**What you need to do:**
Your answer must be the full set of records, repeated exactly.

**Dataset entries:**
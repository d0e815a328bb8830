// Copyright © 2025 inboxsync.dev
// Licensed under InboxSync License Agreement v1.0
// Unauthorized copying, modification, or distribution is prohibited.

use crate::modules::error::InboxSyncResult;
use async_trait::async_trait;
use model::{MessageList, MessageMeta};

pub mod client;
pub mod model;

/// Read-only view of the remote mailbox. The production implementation
/// talks to the Gmail REST API; tests drive the orchestrator with a
/// scripted fake.
#[async_trait]
pub trait MailSource {
    /// One page of message identifiers, continued from `page_token`.
    async fn list_messages(
        &self,
        page_token: Option<&str>,
        max_results: u32,
    ) -> InboxSyncResult<MessageList>;

    /// Header metadata for a single message.
    async fn get_message(&self, id: &str) -> InboxSyncResult<MessageMeta>;
}
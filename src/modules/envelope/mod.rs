// Copyright © 2025 inboxsync.dev
// Licensed under InboxSync License Agreement v1.0
// Unauthorized copying, modification, or distribution is prohibited.

use regex::Regex;
use std::sync::LazyLock;

static BARE_ADDRESS: LazyLock<Regex> =
    LazyLock::new(|| Regex::new(r"(?i)[A-Z0-9._%+-]+@[A-Z0-9.-]+").unwrap());

/// Parses a raw address-list header into lower-cased bare addresses,
/// unique by string equality, in order of first appearance.
///
/// Segments that carry no recognizable address (e.g. a bare display name)
/// are kept as their lower-cased trimmed text rather than dropped, so the
/// caller still sees what the header said.
pub fn parse_email_addresses(raw: &str) -> Vec<String> {
    let mut addresses: Vec<String> = Vec::new();
    for segment in raw.split(',') {
        let segment = segment.trim();
        if segment.is_empty() {
            continue;
        }
        let address = BARE_ADDRESS
            .find(segment)
            .map(|found| found.as_str().to_ascii_lowercase())
            .unwrap_or_else(|| segment.to_ascii_lowercase());
        if !addresses.contains(&address) {
            addresses.push(address);
        }
    }
    addresses
}

/// First address of the parsed list, or nothing.
pub fn first_email_address(raw: &str) -> Option<String> {
    parse_email_addresses(raw).into_iter().next()
}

**Your response:**
repository d0e815a328bb8830
// Copyright © 2025 inboxsync.dev
// Licensed under InboxSync License Agreement v1.0
// Unauthorized copying, modification, or distribution is prohibited.

use crate::modules::error::InboxSyncResult;
use async_trait::async_trait;
use model::{MessageList, MessageMeta};

pub mod client;
pub mod model;

/// Read-only view of the remote mailbox. The production implementation
/// talks to the Gmail REST API; tests drive the orchestrator with a
/// scripted fake.
#[async_trait]
pub trait MailSource {
    /// One page of message identifiers, continued from `page_token`.
    async fn list_messages(
        &self,
        page_token: Option<&str>,
        max_results: u32,
    ) -> InboxSyncResult<MessageList>;

    /// Header metadata for a single message.
    async fn get_message(&self, id: &str) -> InboxSyncResult<MessageMeta>;
}
filename src/modules/envelope/mod.rs
// Copyright © 2025 inboxsync.dev
// Licensed under InboxSync License Agreement v1.0
// Unauthorized copying, modification, or distribution is prohibited.

use regex::Regex;
use std::sync::LazyLock;

static BARE_ADDRESS: LazyLock<Regex> =
    LazyLock::new(|| Regex::new(r"(?i)[A-Z0-9._%+-]+@[A-Z0-9.-]+").unwrap());

/// Parses a raw address-list header into lower-cased bare addresses,
/// unique by string equality, in order of first appearance.
///
/// Segments that carry no recognizable address (e.g. a bare display name)
/// are kept as their lower-cased trimmed text rather than dropped, so the
/// caller still sees what the header said.
pub fn parse_email_addresses(raw: &str) -> Vec<String> {
    let mut addresses: Vec<String> = Vec::new();
    for segment in raw.split(',') {
        let segment = segment.trim();
        if segment.is_empty() {
            continue;
        }
        let address = BARE_ADDRESS
            .find(segment)
            .map(|found| found.as_str().to_ascii_lowercase())
            .unwrap_or_else(|| segment.to_ascii_lowercase());
        if !addresses.contains(&address) {
            addresses.push(address);
        }
    }
    addresses
}

/// First address of the parsed list, or nothing.
pub fn first_email_address(raw: &str) -> Option<String> {
    parse_email_addresses(raw).into_iter().next()
}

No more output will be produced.